Percakapan-percakapan ini adalah hasil cerita dari om Joko saat menjelang operasi ….

“Hani ga mau potong rambut, Ma … pengin rambut panjang…”
(“Tapi nanti dokternya akan memeriksa kepala Hani di bagian ini ni .. di belakang kepala. Kan ga keliatan jika rambutnya tidak dipotong. Ntar juga cepet tumbuh lagi kok,” bujuk mamanya. Karena rambutnya tebal, Hani pun diboyong ke salon yang ada di dekat rumah sakit. Dia nyalon dulu sebelum dioperasi karena pisau cukur perawatnya tidak bisa mengatasi ketebalan rambutnya. Kepalanya pun dibotakin 🙂 )

“Ma … Ma … infus itu apa?” cecarnya ketika perawat hendak memasangkan infus di tangannya.
“Sakit ga, Ma?” tanyanya
(“Infus itu obat cair. Hani perlu obat dan nanti obatnya jalan lewat selang ini nih. Sakitnya seperti digigit semut. Sakit sebentar kok … Hani pengin cepet sembuh, kan?” jelas mamanya.)

“Ma … aku dibawa ke mana? Aku ga disuntik kan, Ma?” tanyanya ketika tempat tidurnya didorong menuju ke kamar operasi.
(Ga … nanti Hani tidak disuntik. Hanya diperiksa saja kepalanya. Dokternya sudah nunggu di ruangan itu tuh,” jelas mamanya sambil menahan tangis.)

“Da…da…, Ma …da… da…,Pa, da… da… Eyang,” kata Hani ditengah isak tangisnya sambil melambaikan tangan ke mama, papa, dan eyangnya saat pintu kamar operasi menjadi pembatas yang tidak bisa dilalui lagi. Tangis pun pecah begitu pintu itu tertutup rapat dan Hani tidak terlihat …

Detik demi detik berlalu … sejak jam 12.30 masuk ke kamar operasi. Sudah 2-3 jam berlalu tapi tidak ada tanda-tanda Hani dikeluarkan dari kamar operasi. Akhirnya jam 17.00 pintu kamar operasi pun terbuka dan Hani pun dibawa keluar. Dia sudah setengah sadar dari pengaruh bius totalnya.

“Pulang … Ma,” ujarnya lirih saat melihat mamanya.
(“St..st…pulangnya nanti ya …Hani sembuh dulu supaya bisa cepat pulang,” hibur mamanya. Dan Hani pun tertidur lagi.)

Tiba-tiba dia berteriak, “Ma … buang, Ma … guntingnya itu, Ma. Hani takut, Ma,” jeritnya.
(“Hani … guntingnya sudah tidak ada. Sekarang mama sudah ada di sini. Ga perlu takut, ya,” kata mamanya. Rupanya Hani menggigau karena pengaruh biusnya masih bekerja.)

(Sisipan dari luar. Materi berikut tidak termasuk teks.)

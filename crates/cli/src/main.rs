use clap::{Parser, Subcommand};

#[derive(Parser)]
#[command(name = "estagiario")]
#[command(about = "Discord bot that answers prefixed messages with a local Ollama model", long_about = None)]
struct Cli {
    #[command(subcommand)]
    command: Option<Commands>,
}

#[derive(Subcommand)]
enum Commands {
    /// Show version
    Version,

    /// Connect to Discord and relay prefixed messages to Ollama until Ctrl+C.
    Run {
        /// Config file path (default: ESTAGIARIO_CONFIG_PATH or ~/.estagiario/config.json)
        #[arg(long, short, value_name = "PATH")]
        config: Option<std::path::PathBuf>,

        /// Ollama model (overrides OLLAMA_MODEL_NAME and the config file)
        #[arg(long, short)]
        model: Option<String>,

        /// Ollama base URL (overrides OLLAMA_BASE_URL and the config file)
        #[arg(long, value_name = "URL")]
        base_url: Option<String>,

        /// Command prefix, used verbatim (overrides BOT_PREFIX and the config file)
        #[arg(long)]
        prefix: Option<String>,
    },

    /// List the models installed in Ollama.
    Models {
        /// Config file path (default: ESTAGIARIO_CONFIG_PATH or ~/.estagiario/config.json)
        #[arg(long, short, value_name = "PATH")]
        config: Option<std::path::PathBuf>,

        /// Ollama base URL (overrides OLLAMA_BASE_URL and the config file)
        #[arg(long, value_name = "URL")]
        base_url: Option<String>,
    },
}

#[tokio::main]
async fn main() {
    if let Err(e) = dotenv::dotenv() {
        if !e.not_found() {
            eprintln!("failed to load .env: {}", e);
        }
    }
    env_logger::Builder::from_env(env_logger::Env::default().default_filter_or("info")).init();

    let cli = Cli::parse();

    match cli.command {
        Some(Commands::Version) => {
            println!("estagiario {}", env!("CARGO_PKG_VERSION"));
        }
        Some(Commands::Run {
            config,
            model,
            base_url,
            prefix,
        }) => {
            if let Err(e) = run(config, model, base_url, prefix).await {
                log::error!("relay failed: {:#}", e);
                std::process::exit(1);
            }
        }
        Some(Commands::Models { config, base_url }) => {
            if let Err(e) = run_models(config, base_url).await {
                log::error!("listing models failed: {:#}", e);
                std::process::exit(1);
            }
        }
        None => {
            println!("Run with --help for usage");
        }
    }
}

async fn run(
    config_path: Option<std::path::PathBuf>,
    model: Option<String>,
    base_url: Option<String>,
    prefix: Option<String>,
) -> anyhow::Result<()> {
    let (mut config, path) = lib::config::load_config(config_path)?;
    config.overrides = lib::config::Overrides {
        model,
        base_url,
        prefix,
    };
    lib::bot::run_bot(config, &path).await
}

async fn run_models(
    config_path: Option<std::path::PathBuf>,
    base_url: Option<String>,
) -> anyhow::Result<()> {
    let (mut config, _) = lib::config::load_config(config_path)?;
    config.overrides.base_url = base_url;
    let client = lib::llm::OllamaClient::new(Some(lib::config::resolve_base_url(&config)));
    let models = client.list_models().await?;
    if models.is_empty() {
        println!("no models installed at {}", client.base_url());
    }
    for m in models {
        match m.size {
            Some(size) => println!("{}\t{:.1} GB", m.name, size as f64 / 1e9),
            None => println!("{}", m.name),
        }
    }
    Ok(())
}
//! Configuration types and loading.
//!
//! Config is loaded from a JSON file (e.g. `~/.estagiario/config.json`) and environment.
//! Environment variables (also read from a `.env` file by the binary) override the file;
//! CLI flags override both.

use anyhow::{Context, Result};
use serde::{Deserialize, Serialize};
use std::path::PathBuf;
use std::time::Duration;

pub const DEFAULT_MODEL: &str = "llama2";
pub const DEFAULT_BASE_URL: &str = "http://localhost:11434";
pub const DEFAULT_PREFIX: &str = "!estagiario ";

/// Top-level application config.
#[derive(Debug, Clone, Default, Serialize, Deserialize)]
#[serde(rename_all = "camelCase")]
pub struct Config {
    /// Discord bot settings.
    #[serde(default)]
    pub discord: DiscordConfig,

    /// Generation service (Ollama) settings.
    #[serde(default)]
    pub generation: GenerationConfig,

    /// Command prefix and streaming display settings.
    #[serde(default)]
    pub relay: RelayConfig,

    /// Command-line values; never read from the file.
    #[serde(skip)]
    pub overrides: Overrides,
}

/// Values given as CLI flags. They take precedence over environment and file.
#[derive(Debug, Clone, Default)]
pub struct Overrides {
    pub model: Option<String>,
    pub base_url: Option<String>,
    pub prefix: Option<String>,
}

/// Discord bot config.
#[derive(Debug, Clone, Default, Serialize, Deserialize)]
#[serde(rename_all = "camelCase")]
pub struct DiscordConfig {
    /// Bot token from the Discord developer portal. Overridden by DISCORD_BOT_TOKEN env when set.
    pub bot_token: Option<String>,
}

/// Ollama endpoint, model, and stream limits.
#[derive(Debug, Clone, Default, Serialize, Deserialize)]
#[serde(rename_all = "camelCase")]
pub struct GenerationConfig {
    /// Model name as shown by `ollama list`. Overridden by OLLAMA_MODEL_NAME env.
    pub model: Option<String>,
    /// Base URL of the Ollama HTTP API. Overridden by OLLAMA_BASE_URL env.
    pub base_url: Option<String>,
    /// When set, a stream that stays silent for this many seconds is treated as failed.
    /// Unset means wait for as long as the connection stays open.
    pub idle_timeout_secs: Option<u64>,
}

/// Prefix filter and throttled-edit settings.
#[derive(Debug, Clone, Serialize, Deserialize)]
#[serde(rename_all = "camelCase")]
pub struct RelayConfig {
    /// Command prefix, used verbatim (a trailing space is significant). Overridden by BOT_PREFIX env.
    pub prefix: Option<String>,

    /// Minimum time between interim edits of the answer message (default 1000).
    #[serde(default = "default_update_interval_ms")]
    pub update_interval_ms: u64,

    /// Maximum characters shown in one chat message (default 2000, Discord's limit).
    #[serde(default = "default_max_display_length")]
    pub max_display_length: usize,
}

fn default_update_interval_ms() -> u64 {
    1000
}

fn default_max_display_length() -> usize {
    2000
}

impl Default for RelayConfig {
    fn default() -> Self {
        Self {
            prefix: None,
            update_interval_ms: default_update_interval_ms(),
            max_display_length: default_max_display_length(),
        }
    }
}

/// Trimmed, non-empty value of an environment variable.
fn env_trimmed(key: &str) -> Option<String> {
    std::env::var(key).ok().and_then(|s| non_empty_trimmed(&s))
}

fn non_empty_trimmed(s: &str) -> Option<String> {
    let t = s.trim();
    if t.is_empty() {
        None
    } else {
        Some(t.to_string())
    }
}

/// Resolve the Discord bot token: env DISCORD_BOT_TOKEN overrides config.
pub fn resolve_bot_token(config: &Config) -> Option<String> {
    env_trimmed("DISCORD_BOT_TOKEN").or_else(|| {
        config
            .discord
            .bot_token
            .as_deref()
            .and_then(non_empty_trimmed)
    })
}

/// Resolve the Ollama model: CLI, then env OLLAMA_MODEL_NAME, then config; falls back to `llama2`.
pub fn resolve_model(config: &Config) -> String {
    config
        .overrides
        .model
        .as_deref()
        .and_then(non_empty_trimmed)
        .or_else(|| env_trimmed("OLLAMA_MODEL_NAME"))
        .or_else(|| config.generation.model.as_deref().and_then(non_empty_trimmed))
        .unwrap_or_else(|| DEFAULT_MODEL.to_string())
}

/// Resolve the Ollama base URL (trailing slashes removed): CLI, then env OLLAMA_BASE_URL, then config.
pub fn resolve_base_url(config: &Config) -> String {
    let url = config
        .overrides
        .base_url
        .as_deref()
        .and_then(non_empty_trimmed)
        .or_else(|| env_trimmed("OLLAMA_BASE_URL"))
        .or_else(|| {
            config
                .generation
                .base_url
                .as_deref()
                .and_then(non_empty_trimmed)
        })
        .unwrap_or_else(|| DEFAULT_BASE_URL.to_string());
    url.trim_end_matches('/').to_string()
}

/// Resolve the command prefix: CLI, then env BOT_PREFIX, then config. Not trimmed; empty falls back to the default.
pub fn resolve_prefix(config: &Config) -> String {
    let env = std::env::var("BOT_PREFIX").ok();
    pick_prefix(&[
        config.overrides.prefix.as_deref(),
        env.as_deref(),
        config.relay.prefix.as_deref(),
    ])
}

/// First non-empty candidate, verbatim.
fn pick_prefix(candidates: &[Option<&str>]) -> String {
    candidates
        .iter()
        .flatten()
        .find(|s| !s.is_empty())
        .copied()
        .unwrap_or(DEFAULT_PREFIX)
        .to_string()
}

/// Idle timeout for generation streams, if configured (zero disables it).
pub fn resolve_idle_timeout(config: &Config) -> Option<Duration> {
    config
        .generation
        .idle_timeout_secs
        .filter(|s| *s > 0)
        .map(Duration::from_secs)
}

/// Resolve config path from env or default.
pub fn default_config_path() -> PathBuf {
    std::env::var("ESTAGIARIO_CONFIG_PATH")
        .map(PathBuf::from)
        .unwrap_or_else(|_| {
            dirs::home_dir()
                .map(|h| h.join(".estagiario").join("config.json"))
                .unwrap_or_else(|| PathBuf::from("config.json"))
        })
}

/// Load config from the given path (or the default). Missing file => default config.
/// Returns the config and the path that was used.
pub fn load_config(path: Option<PathBuf>) -> Result<(Config, PathBuf)> {
    let path = path.unwrap_or_else(default_config_path);
    let config = if !path.exists() {
        log::debug!("config file not found, using defaults: {}", path.display());
        Config::default()
    } else {
        let s = std::fs::read_to_string(&path)
            .with_context(|| format!("reading config from {}", path.display()))?;
        serde_json::from_str(&s)
            .with_context(|| format!("parsing config from {}", path.display()))?
    };
    Ok((config, path))
}

#[cfg(test)]
mod tests {
    use super::*;

    #[test]
    fn default_relay_settings() {
        let r = RelayConfig::default();
        assert_eq!(r.update_interval_ms, 1000);
        assert_eq!(r.max_display_length, 2000);
        assert!(r.prefix.is_none());
    }

    #[test]
    fn parses_camel_case_file() {
        let json = r#"{
            "discord": { "botToken": "abc" },
            "generation": { "model": "mistral", "baseUrl": "http://ollama:11434/", "idleTimeoutSecs": 30 },
            "relay": { "prefix": "!bot ", "updateIntervalMs": 500 }
        }"#;
        let config: Config = serde_json::from_str(json).unwrap();
        assert_eq!(config.discord.bot_token.as_deref(), Some("abc"));
        assert_eq!(config.generation.model.as_deref(), Some("mistral"));
        assert_eq!(config.relay.prefix.as_deref(), Some("!bot "));
        assert_eq!(config.relay.update_interval_ms, 500);
        assert_eq!(config.relay.max_display_length, 2000);
        assert_eq!(resolve_idle_timeout(&config), Some(Duration::from_secs(30)));
    }

    #[test]
    fn empty_file_uses_defaults() {
        let config: Config = serde_json::from_str("{}").unwrap();
        assert!(config.discord.bot_token.is_none());
        assert_eq!(config.relay.max_display_length, 2000);
        assert_eq!(resolve_idle_timeout(&config), None);
    }

    #[test]
    fn zero_idle_timeout_disables_it() {
        let mut config = Config::default();
        config.generation.idle_timeout_secs = Some(0);
        assert_eq!(resolve_idle_timeout(&config), None);
    }

    #[test]
    fn prefix_keeps_trailing_space() {
        assert_eq!(pick_prefix(&[None, None, Some("!ask ")]), "!ask ");
        assert_eq!(pick_prefix(&[None, Some("?q "), Some("!ask ")]), "?q ");
        assert_eq!(pick_prefix(&[Some("!cli "), Some("?q "), None]), "!cli ");
    }

    #[test]
    fn empty_prefix_falls_back() {
        assert_eq!(pick_prefix(&[None, Some(""), None]), DEFAULT_PREFIX);
        assert_eq!(pick_prefix(&[Some(""), None, Some("")]), DEFAULT_PREFIX);
    }

    #[test]
    fn cli_overrides_win() {
        let mut config = Config::default();
        config.generation.model = Some("mistral".to_string());
        config.overrides.model = Some("phi3".to_string());
        config.overrides.base_url = Some("http://gpu-box:11434//".to_string());
        assert_eq!(resolve_model(&config), "phi3");
        assert_eq!(resolve_base_url(&config), "http://gpu-box:11434");
    }

    #[test]
    fn missing_file_loads_defaults() {
        let path = std::env::temp_dir().join("estagiario-config-test-missing/config.json");
        let (config, used) = load_config(Some(path.clone())).unwrap();
        assert_eq!(used, path);
        assert!(config.generation.model.is_none());
    }
}
//! The relay: prefix filter, streaming aggregator, throttled display updates, and the
//! dispatcher that runs one cycle per inbound message.

mod aggregator;
mod dispatcher;
mod display;
mod filter;
#[cfg(test)]
mod testing;

pub use aggregator::{
    AggregatorSettings, ChunkStep, StreamAggregator, EMPTY_RESPONSE_MESSAGE, STREAM_ERROR_MESSAGE,
};
pub use dispatcher::{
    relay_stream, CycleOutcome, Dispatcher, RelaySettings, CONNECT_ERROR_MESSAGE,
    PLACEHOLDER_MESSAGE,
};
pub use display::{DisplayHandle, DisplayUpdater};
pub use filter::{strip_prefix, usage_hint};
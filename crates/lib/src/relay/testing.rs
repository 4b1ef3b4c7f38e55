//! Test doubles for the channel and generation backend.

use async_trait::async_trait;
use bytes::Bytes;
use std::sync::atomic::{AtomicBool, AtomicUsize, Ordering};
use std::sync::Mutex;
use std::time::Duration;

use crate::channels::{ChannelHandle, MessageRef};
use crate::llm::{ByteStream, GenerationBackend, LlmError};

#[derive(Debug, Clone, PartialEq, Eq)]
pub enum Sent {
    Typing(String),
    Reply { reply_to: String, text: String },
    Edit { message_id: String, text: String },
}

/// Channel that records every call. Replies get ids `r1`, `r2`, ...
#[derive(Default)]
pub struct RecordingChannel {
    edit_delay: Option<Duration>,
    failing_edits: AtomicUsize,
    fail_replies: AtomicBool,
    replies: AtomicUsize,
    sent: Mutex<Vec<Sent>>,
    edits: Mutex<Vec<(MessageRef, String)>>,
}

impl RecordingChannel {
    pub fn with_edit_delay(delay: Duration) -> Self {
        Self {
            edit_delay: Some(delay),
            ..Self::default()
        }
    }

    /// Make the next `n` edits fail.
    pub fn fail_edits(&self, n: usize) {
        self.failing_edits.store(n, Ordering::SeqCst);
    }

    pub fn fail_replies(&self) {
        self.fail_replies.store(true, Ordering::SeqCst);
    }

    pub fn sent(&self) -> Vec<Sent> {
        self.sent.lock().unwrap().clone()
    }

    pub fn edits(&self) -> Vec<(MessageRef, String)> {
        self.edits.lock().unwrap().clone()
    }

    pub fn reply_texts(&self) -> Vec<String> {
        self.sent()
            .into_iter()
            .filter_map(|s| match s {
                Sent::Reply { text, .. } => Some(text),
                _ => None,
            })
            .collect()
    }

    pub fn edit_texts(&self) -> Vec<String> {
        self.edits().into_iter().map(|(_, t)| t).collect()
    }
}

#[async_trait]
impl ChannelHandle for RecordingChannel {
    fn id(&self) -> &str {
        "recording"
    }

    fn stop(&self) {}

    async fn send_typing(&self, conversation_id: &str) -> Result<(), String> {
        self.sent
            .lock()
            .unwrap()
            .push(Sent::Typing(conversation_id.to_string()));
        Ok(())
    }

    async fn reply(
        &self,
        conversation_id: &str,
        reply_to: &str,
        text: &str,
    ) -> Result<MessageRef, String> {
        if self.fail_replies.load(Ordering::SeqCst) {
            return Err("reply rejected".to_string());
        }
        self.sent.lock().unwrap().push(Sent::Reply {
            reply_to: reply_to.to_string(),
            text: text.to_string(),
        });
        let n = self.replies.fetch_add(1, Ordering::SeqCst) + 1;
        Ok(MessageRef {
            conversation_id: conversation_id.to_string(),
            message_id: format!("r{}", n),
        })
    }

    async fn edit_message(&self, message: &MessageRef, text: &str) -> Result<(), String> {
        if let Some(delay) = self.edit_delay {
            tokio::time::sleep(delay).await;
        }
        let failing = self.failing_edits.load(Ordering::SeqCst);
        if failing > 0 {
            self.failing_edits.store(failing - 1, Ordering::SeqCst);
            return Err("edit rejected".to_string());
        }
        self.sent.lock().unwrap().push(Sent::Edit {
            message_id: message.message_id.clone(),
            text: text.to_string(),
        });
        self.edits
            .lock()
            .unwrap()
            .push((message.clone(), text.to_string()));
        Ok(())
    }
}

/// One scripted item of a fake generation stream.
#[derive(Debug, Clone)]
pub enum Script {
    Chunk(&'static str),
    Pause(Duration),
    Fail,
    /// Never yields again.
    Hang,
}

/// Backend that replays a script, or refuses the request when `refuse` is set.
#[derive(Default)]
pub struct ScriptedBackend {
    pub script: Vec<Script>,
    pub refuse: bool,
    pub calls: Mutex<Vec<(String, String)>>,
}

impl ScriptedBackend {
    pub fn new(script: Vec<Script>) -> Self {
        Self {
            script,
            ..Self::default()
        }
    }

    pub fn refusing() -> Self {
        Self {
            refuse: true,
            ..Self::default()
        }
    }

    pub fn calls(&self) -> Vec<(String, String)> {
        self.calls.lock().unwrap().clone()
    }
}

#[async_trait]
impl GenerationBackend for ScriptedBackend {
    async fn generate_stream(&self, model: &str, prompt: &str) -> Result<ByteStream, LlmError> {
        self.calls
            .lock()
            .unwrap()
            .push((model.to_string(), prompt.to_string()));
        if self.refuse {
            return Err(LlmError::Api("503 Service Unavailable".to_string()));
        }
        let script = self.script.clone();
        let stream = futures_util::stream::unfold(script.into_iter(), |mut items| async move {
            loop {
                match items.next()? {
                    Script::Chunk(s) => return Some((Ok(Bytes::from_static(s.as_bytes())), items)),
                    Script::Pause(d) => tokio::time::sleep(d).await,
                    Script::Fail => {
                        return Some((Err(LlmError::Api("connection reset".to_string())), items))
                    }
                    Script::Hang => std::future::pending::<()>().await,
                }
            }
        });
        Ok(Box::pin(stream))
    }
}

“Ma … Ma … jangan pergi ya,” pintanya. Itu kalimat yang kudengar langsung saat menjenguknya di HCU. Setelah itu, dia tertidur lagi.

My little Hani … cepat sembuh ya, sayang … Itu harapan kami semua. Biang keladi dari melimpahnya cairan di otaknya sudah ditemukan. Ada daging tumbuh seujung jari yang menyumbat saluran cairan di kepalanya. Cairan sudah dibersihkan dan daging penyumbat itu juga sudah dibuang. Sekarang tinggal menetralkan jumlah cairan di kepalanya dan selang masih terpasang di kepalanya. Setelah volume cairan netral, selang itu pun bisa dilepas.